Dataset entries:
--*--

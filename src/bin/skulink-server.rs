use std::net::SocketAddr;
use std::path::PathBuf;
use std::sync::Arc;

use anyhow::{Context, Result};
use axum::Json;
use axum::extract::{Path, Query, State};
use axum::http::StatusCode;
use axum::response::{IntoResponse, Response};
use clap::Parser;

use skulink::model::{AppConfig, DEFAULT_EXPORT_PATH, RemoteConfig};
use skulink::resolver::ChannelChoice;
use skulink::source::{LinkingSource, RemoteLinkingTable, TableFile, resolve_token};
use skulink::store::ConfigStore;
use skulink::{LookupError, Resolver};

#[path = "skulink_server/handlers.rs"]
mod handlers;
#[path = "skulink_server/http_error.rs"]
mod http_error;
#[path = "skulink_server/runtime.rs"]
mod runtime;

#[tokio::main]
async fn main() {
    if let Err(err) = runtime::run().await {
        eprintln!("{:#}", err);
        std::process::exit(1);
    }
}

--*--

EXERCISE INSTRUCTIONS – Find the line that contains "if let Err(err)". Copy it and every line after it to the end of the records, exactly, and nothing more.

TASK RESPONSE –
    if let Err(err) = runtime::run().await {
        eprintln!("{:#}", err);
        std::process::exit(1);
    }
}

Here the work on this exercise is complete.